Key points:The deal will see the majority of its assets sold to Al Jazeera Global Ltd in a $4.5 billion sale that is expected to close in the first quarter of 2019The deal could see Al Jazeera sell more of its stake in Al Jazeera English to US media group NBCUniversalThe deal also will see Al-Jazeera buy out a stake in CNN’s online news service, TheBlaze, which is owned by CNN’s parent company Time Warner.
The deal is expected in the coming weeks, with a preliminary agreement expected to be completed by the end of next year.
The agreement is worth $2.2 billion, a significant boost from the $1.5-billion that Al Jazeera spent in 2014, but a paltry sum compared with the $15 billion Al Jazeera received in the aftermath of the 2008 financial crisis.
Al Jazeera, which launched in 2001, has been beset by crisis since 2009, when it was forced to close its offices in Qatar amid allegations of state-sponsored terrorism.
The collapse of the Qatar crisis in 2022 brought about an unprecedented period of economic turmoil that brought the Arab world to the brink of its worst economic crisis since the Great Depression.
The US, Europe and Japan all imposed sanctions against Qatar in response to its alleged support for the Islamic State militant group.
Al-Jihadist cleric Sheikh Tamim bin Hamad Al Thani, Qatar’s ruler, had been living in exile in the United Arab Emirates (UAE) since being forced out of power by the uprising against his rule in 2022.
He was later exiled to the United States, where he remains.
Al Thani has long denied any involvement in terrorism and says he is fighting against “the infidel”, the group that has been designated a terrorist organisation by the United Nations.
Last month, Qatar announced that it would end its financial blockade of its neighbors, and that it will open its airspace to foreign flights.

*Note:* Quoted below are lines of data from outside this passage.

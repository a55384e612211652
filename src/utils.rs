//! Helper functions and data types

use std::sync::Arc;

/// Named closure taking its input by reference. Equality, ordering and
/// hashing only consider the name.
pub struct WrappedFunc<Input: ?Sized, Output> {
    name: String,
    func: Arc<dyn Fn(&Input) -> Output + Send + Sync + 'static>,
}

impl<I: ?Sized, O> WrappedFunc<I, O> {
    pub fn new<N, F>(name: N, func: F) -> Self
    where
        N: Into<String>,
        F: Fn(&I) -> O + Send + Sync + 'static,
    {
        Self {
            name: name.into(),
            func: Arc::new(func),
        }
    }

    #[inline]
    pub fn call(&self, input: &I) -> O {
        (self.func)(input)
    }

    pub fn name(&self) -> &str {
        &self.name
    }
}

impl<I: ?Sized, O> Clone for WrappedFunc<I, O> {
    fn clone(&self) -> Self {
        Self {
            name: self.name.clone(),
            func: Arc::clone(&self.func),
        }
    }
}

impl<I: ?Sized, O> std::fmt::Debug for WrappedFunc<I, O> {
    fn fmt(&self, f: &mut std::fmt::Formatter<'_>) -> std::fmt::Result {
        write!(f, "<WrappedFunc: {}>", self.name)
    }
}

impl<I: ?Sized, O> PartialEq for WrappedFunc<I, O> {
    fn eq(&self, other: &Self) -> bool {
        self.name.eq(&other.name)
    }
}

impl<I: ?Sized, O> Eq for WrappedFunc<I, O> {}

impl<I: ?Sized, O> PartialOrd for WrappedFunc<I, O> {
    fn partial_cmp(&self, other: &Self) -> Option<std::cmp::Ordering> {
        Some(self.cmp(other))
    }
}

impl<I: ?Sized, O> Ord for WrappedFunc<I, O> {
    fn cmp(&self, other: &Self) -> std::cmp::Ordering {
        self.name.cmp(&other.name)
    }
}

impl<I: ?Sized, O> std::hash::Hash for WrappedFunc<I, O> {
    fn hash<H: std::hash::Hasher>(&self, state: &mut H) {
        self.name.hash(state);
    }
}

/// Returns the median of `values`, or NaN if `values` is empty.
pub fn median_of_floats(mut values: Vec<f64>) -> f64 {
    if values.is_empty() {
        return f64::NAN;
    }

    values.sort_by(f64::total_cmp);
    let mid = values.len() / 2;
    if values.len() % 2 == 0 {
        (values[mid - 1] + values[mid]) / 2.0
    } else {
        values[mid]
    }
}

#[cfg(test)]
mod tests {
    use super::{median_of_floats, WrappedFunc};

    #[test]
    fn median() {
        assert_eq!(median_of_floats(vec![3.0, 1.0, 2.0]), 2.0);
        assert_eq!(median_of_floats(vec![4.0, 1.0, 2.0, 3.0]), 2.5);
        assert!(median_of_floats(vec![]).is_nan());
    }

    #[test]
    fn wrapped_funcs_compare_by_name() {
        let a = WrappedFunc::new("a", |x: &u64| x + 1);
        let b = WrappedFunc::new("a", |x: &u64| x * 2);

        assert_eq!(a, b);
        assert_eq!(a.call(&2), 3);
        assert_eq!(format!("{:?}", b.clone()), "<WrappedFunc: a>");
    }
}
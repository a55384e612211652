//! Proof-of-work trials backed by SHA-256.

use sha2::{Digest, Sha256};

use crate::target::Target;

use super::{HashRate, MinerId, Oracle, Tick};

/// Performs each trial by hashing `(seed, miner, tick, trial)` with SHA-256
/// and comparing the first 8 bytes of the digest against the [`Target`].
///
/// Every trial has its own preimage, so outcomes are independent across
/// miners, ticks and trials, and identical for identical seeds.
#[derive(Debug, Clone, Default)]
pub struct HashOracle {
    seed: u64,
}

impl HashOracle {
    pub fn new(seed: u64) -> Self {
        Self { seed }
    }

    /// Returns the 64-bit hash value of a single trial.
    pub fn trial(&self, miner: MinerId, tick: Tick, trial: u64) -> u64 {
        let mut hasher = Sha256::new();
        hasher.update(self.seed.to_le_bytes());
        hasher.update((miner.get() as u64).to_le_bytes());
        hasher.update(tick.to_le_bytes());
        hasher.update(trial.to_le_bytes());
        let digest: [u8; 32] = hasher.finalize().into();

        let mut value = [0u8; 8];
        value.copy_from_slice(&digest[..8]);
        u64::from_be_bytes(value)
    }
}

impl Oracle for HashOracle {
    fn name(&self) -> String {
        "SHA-256".into()
    }

    fn reseed(&mut self, seed: u64) {
        self.seed = seed;
    }

    fn successes(
        &mut self,
        miner: MinerId,
        hash_rate: HashRate,
        tick: Tick,
        target: Target,
    ) -> u64 {
        (0..hash_rate)
            .filter(|&j| target.is_met_by(self.trial(miner, tick, j)))
            .count() as u64
    }
}

#[cfg(test)]
mod tests {
    use crate::{
        miner::{MinerId, Oracle},
        target::Target,
    };

    use super::HashOracle;

    #[test]
    fn trials_are_reproducible() {
        let a = HashOracle::new(42);
        let b = HashOracle::new(42);
        let id = MinerId::from(1);

        assert_eq!(a.trial(id, 7, 3), b.trial(id, 7, 3));
        assert_ne!(a.trial(id, 7, 3), a.trial(id, 7, 4));
        assert_ne!(a.trial(id, 7, 3), a.trial(MinerId::from(2), 7, 3));
        assert_ne!(a.trial(id, 7, 3), HashOracle::new(43).trial(id, 7, 3));
    }

    #[test]
    fn target_of_12000_hashes_per_block() {
        // 250 blocks are expected over 3,000,000 trials.
        let mut oracle = HashOracle::new(0);
        let target = Target::from_hashes_per_block(12_000);
        let id = MinerId::from(1);

        let found: u64 =
            (0..3_000).map(|tick| oracle.successes(id, 1_000, tick, target)).sum();

        assert!((175..=325).contains(&found), "found {found} blocks");
    }

    #[test]
    fn successes_stack_within_a_tick() {
        let mut oracle = HashOracle::new(9);
        let always = Target::from_hashes_per_block(1);

        assert_eq!(oracle.successes(MinerId::from(4), 5, 0, always), 5);
        assert_eq!(oracle.successes(MinerId::from(4), 0, 0, always), 0);
    }
}
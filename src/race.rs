/*!
The race between a heavy block and the chain competing with it

A heavy block takes several ticks to reach the whole network. Until it does,
miners which have not received it keep extending the previous tip, building a
*competing* chain. [`ChainRace::step`] advances a [`RaceState`] by one tick:
it takes the number of blocks each miner found in that tick and returns the
next state together with a [`Settlement`] of the blocks which became final.

While [`RaceState::Idle`], every block is final as soon as it is found. While
[`RaceState::Racing`], every block is provisional until the race resolves,
at which point the winning chain's blocks are accepted and the losing chain's
blocks go stale.
*/

use log::debug;

use crate::{
    miner::MinerId,
    topology::{PropagationTopology, TopologyError},
};

/// Which chain a group of miners that already extended the competing chain
/// mines on after receiving the heavy block.
#[derive(Debug, Default, Clone, Copy, PartialEq, Eq)]
pub enum AllegiancePolicy {
    /// Keep extending the competing chain until the heavy chain is strictly
    /// longer, then switch to the heavy chain for the rest of the race.
    ///
    /// The switch is only possible before the next stage receives the heavy
    /// block (before the horizon for the last stage). Past that point the
    /// stage stays on the competing chain like [`Sticky`](Self::Sticky).
    #[default]
    FollowLeader,
    /// Keep extending the competing chain until the race resolves, even if
    /// the heavy chain takes the lead.
    Sticky,
}

/// State of the chain race between two ticks.
#[derive(Debug, Default, Clone, PartialEq, Eq)]
pub enum RaceState {
    /// No heavy block is outstanding.
    #[default]
    Idle,
    /// A heavy block was found and the race has not resolved yet.
    Racing(Race),
}

impl RaceState {
    #[inline]
    pub fn is_idle(&self) -> bool {
        matches!(self, Self::Idle)
    }

    /// Number of provisional blocks found by `miner`, on either chain.
    pub fn in_flight(&self, miner: MinerId) -> u64 {
        match self {
            Self::Idle => 0,
            Self::Racing(race) => {
                race.heavy_blocks(miner) + race.competing_blocks(miner)
            }
        }
    }
}

/// Provisional state of an unresolved race.
#[derive(Debug, Clone, PartialEq, Eq)]
pub struct Race {
    progress: u64,
    heavy_depth: u64,
    competing_depth: u64,
    /// Provisional blocks on the heavy chain, by miner index.
    heavy: Vec<u64>,
    /// Provisional blocks on the competing chain, by miner index.
    competing: Vec<u64>,
    /// Whether each stage has committed to the competing chain.
    committed: Vec<bool>,
}

impl Race {
    fn new(num_miners: usize, num_stages: usize) -> Self {
        Self {
            progress: 0,
            heavy_depth: 0,
            competing_depth: 0,
            heavy: vec![0; num_miners],
            competing: vec![0; num_miners],
            committed: vec![false; num_stages],
        }
    }

    /// Ticks elapsed since the heavy block was found.
    #[inline]
    pub fn progress(&self) -> u64 {
        self.progress
    }

    #[inline]
    pub fn heavy_depth(&self) -> u64 {
        self.heavy_depth
    }

    #[inline]
    pub fn competing_depth(&self) -> u64 {
        self.competing_depth
    }

    pub fn heavy_blocks(&self, miner: MinerId) -> u64 {
        self.heavy.get(miner.index()).copied().unwrap_or(0)
    }

    pub fn competing_blocks(&self, miner: MinerId) -> u64 {
        self.competing.get(miner.index()).copied().unwrap_or(0)
    }

    /// Returns true if the stage with the given index is mining on the
    /// competing chain.
    pub fn is_committed(&self, stage: usize) -> bool {
        self.committed.get(stage).copied().unwrap_or(false)
    }

    fn extend_heavy(&mut self, miner: usize, blocks: u64) {
        self.heavy[miner] += blocks;
        self.heavy_depth += blocks;
    }

    fn extend_competing(&mut self, miner: usize, blocks: u64) {
        self.competing[miner] += blocks;
        self.competing_depth += blocks;
    }
}

/// Outcome of a race.
#[derive(Debug, Clone, Copy, PartialEq, Eq)]
pub enum Resolution {
    /// Another miner found a block before anyone received the heavy block.
    Abandoned,
    /// The heavy chain was still at least as long as the competing chain when
    /// the heavy block finished propagating. `contested` is true if the
    /// competing chain had any blocks.
    HeavyWon { contested: bool },
    /// The competing chain became longer than the heavy chain.
    CompetingWon,
}

/// Blocks which became final during a single tick.
#[derive(Debug, Clone, Default, PartialEq, Eq)]
pub struct Settlement {
    /// Blocks accepted into the canonical chain, by miner.
    pub accepted: Vec<(MinerId, u64)>,
    /// Blocks which ended up on the losing side of a race, by miner.
    pub stale: Vec<(MinerId, u64)>,
    /// True if a race started during this tick.
    pub started: bool,
    /// Set if a race resolved during this tick.
    pub resolution: Option<Resolution>,
}

impl Settlement {
    fn accept(&mut self, miner: usize, blocks: u64) {
        if blocks > 0 {
            self.accepted.push((MinerId::from_index(miner), blocks));
        }
    }

    fn reject(&mut self, miner: usize, blocks: u64) {
        if blocks > 0 {
            self.stale.push((MinerId::from_index(miner), blocks));
        }
    }

    /// Total number of blocks accepted.
    pub fn total_accepted(&self) -> u64 {
        self.accepted.iter().map(|(_, n)| n).sum()
    }

    /// Total number of blocks gone stale.
    pub fn total_stale(&self) -> u64 {
        self.stale.iter().map(|(_, n)| n).sum()
    }
}

/// Transition rules of the chain race for a fixed set of miners, heavy block
/// producer and propagation topology.
#[derive(Debug, Clone)]
pub struct ChainRace {
    num_miners: usize,
    producer: MinerId,
    topology: PropagationTopology,
    /// Stage index of each miner, if any.
    stage_of: Vec<Option<usize>>,
    policy: AllegiancePolicy,
}

impl ChainRace {
    /// Creates the rule set for `num_miners` miners, of which `producer`
    /// creates heavy blocks that propagate according to `topology`.
    pub fn new(
        num_miners: usize,
        producer: MinerId,
        topology: PropagationTopology,
        policy: AllegiancePolicy,
    ) -> Result<Self, TopologyError> {
        if producer.index() >= num_miners {
            return Err(TopologyError::UnknownMiner(producer));
        }
        topology.validate(num_miners, producer)?;

        Ok(Self {
            num_miners,
            producer,
            stage_of: topology.stage_of(num_miners),
            topology,
            policy,
        })
    }

    #[inline]
    pub fn producer(&self) -> MinerId {
        self.producer
    }

    #[inline]
    pub fn topology(&self) -> &PropagationTopology {
        &self.topology
    }

    #[inline]
    pub fn policy(&self) -> AllegiancePolicy {
        self.policy
    }

    /// Returns true if some miner other than the producer has received a
    /// heavy block after `progress` ticks.
    fn is_seen(&self, progress: u64) -> bool {
        self.topology
            .first_contact()
            .is_some_and(|reached_at| progress >= reached_at)
    }

    /// Advances `state` by one tick in which each miner found `found[i]`
    /// blocks (indexed by miner index).
    ///
    /// ## Panics
    /// Panics if `found` does not contain exactly one entry per miner.
    pub fn step(
        &self,
        state: RaceState,
        found: &[u64],
    ) -> (RaceState, Settlement) {
        assert_eq!(
            found.len(),
            self.num_miners,
            "expected one block count per miner"
        );

        let producer = self.producer.index();
        let mut settlement = Settlement::default();

        let mut race = match state {
            RaceState::Idle if found[producer] == 0 => {
                for (miner, &blocks) in found.iter().enumerate() {
                    settlement.accept(miner, blocks);
                }
                return (RaceState::Idle, settlement);
            }
            RaceState::Idle => {
                settlement.started = true;
                Race::new(self.num_miners, self.topology.stages().len())
            }
            RaceState::Racing(race) => race,
        };

        // The producer always builds on its own heavy block.
        race.extend_heavy(producer, found[producer]);

        if !self.is_seen(race.progress) {
            let others = found
                .iter()
                .enumerate()
                .any(|(miner, &blocks)| miner != producer && blocks > 0);

            if others {
                debug!(
                    "heavy block abandoned after {} ticks with depth {}",
                    race.progress, race.heavy_depth
                );
                for (miner, &blocks) in race.heavy.iter().enumerate() {
                    settlement.reject(miner, blocks);
                }
                for (miner, &blocks) in found.iter().enumerate() {
                    if miner != producer {
                        settlement.accept(miner, blocks);
                    }
                }
                settlement.resolution = Some(Resolution::Abandoned);

                return (RaceState::Idle, settlement);
            }
        } else {
            self.extend_chains(&mut race, found);
        }

        if race.competing_depth > race.heavy_depth {
            debug!(
                "competing chain ({}) defeated heavy chain ({}) after {} ticks",
                race.competing_depth, race.heavy_depth, race.progress
            );
            for (miner, &blocks) in race.heavy.iter().enumerate() {
                settlement.reject(miner, blocks);
            }
            for (miner, &blocks) in race.competing.iter().enumerate() {
                settlement.accept(miner, blocks);
            }
            settlement.resolution = Some(Resolution::CompetingWon);

            return (RaceState::Idle, settlement);
        }

        if race.progress < self.topology.horizon() {
            race.progress += 1;
            return (RaceState::Racing(race), settlement);
        }

        let contested = race.competing_depth > 0;
        if contested {
            debug!(
                "heavy chain ({}) defeated competing chain ({})",
                race.heavy_depth, race.competing_depth
            );
        }
        for (miner, &blocks) in race.heavy.iter().enumerate() {
            settlement.accept(miner, blocks);
        }
        for (miner, &blocks) in race.competing.iter().enumerate() {
            settlement.reject(miner, blocks);
        }
        settlement.resolution = Some(Resolution::HeavyWon { contested });

        (RaceState::Idle, settlement)
    }

    /// Attaches the blocks of every miner except the producer to the chain
    /// that miner is extending.
    fn extend_chains(&self, race: &mut Race, found: &[u64]) {
        let competing_before = race.competing_depth;

        let stages = self.topology.stages();
        for (s, stage) in stages.iter().enumerate() {
            // A committed stage may only rejoin the heavy chain before the
            // next stage receives the heavy block.
            let rejoin_until = stages
                .get(s + 1)
                .map_or(self.topology.horizon(), |next| next.reached_at);
            let on_heavy = race.progress >= stage.reached_at && {
                if race.committed[s]
                    && self.policy == AllegiancePolicy::FollowLeader
                    && race.progress < rejoin_until
                    && race.heavy_depth > race.competing_depth
                {
                    race.committed[s] = false;
                }
                !race.committed[s]
            };

            for miner in &stage.miners {
                let i = miner.index();
                if on_heavy {
                    race.extend_heavy(i, found[i]);
                } else {
                    race.extend_competing(i, found[i]);
                }
            }
        }

        for (i, stage) in self.stage_of.iter().enumerate() {
            if stage.is_none() && i != self.producer.index() {
                race.extend_competing(i, found[i]);
            }
        }

        // Stages which have not received the heavy block yet see the
        // competing chain as the longest chain.
        if race.competing_depth > competing_before {
            for (s, stage) in self.topology.stages().iter().enumerate() {
                if race.progress < stage.reached_at {
                    race.committed[s] = true;
                }
            }
        }
    }
}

It also announced that a new, expanded border crossing at Doha International Airport would be opened on January 10.
The move has been hailed by Qataris as a major victory for their long-running fight against international isolation and has been greeted by the UAE, which has criticised Qatar for “providing sanctuary to terrorist organisations”.
Al Jazeera English is the English-language home of Al Jazeera and is the flagship outlet for the Al Jazeera network.
The network has been struggling to maintain its audience and profitability, and its parent company has also seen a decline in its subscriber base.
The $3.5bn deal will help Al Jazeera boost its revenue, but it will also increase pressure on the Qataris to continue to fund its media operations.
The Qataris are keen to sell Al Jazeera’s remaining stake in the channel to US-based NBCUniversal, the parent company of NBC News, in an $8 billion deal that will be announced later this year.
In December, the Al-Qaeda-linked group claimed responsibility for the suicide bombing that killed 58 people at a mosque in Dhahran, southern Saudi Arabia, in which dozens were wounded.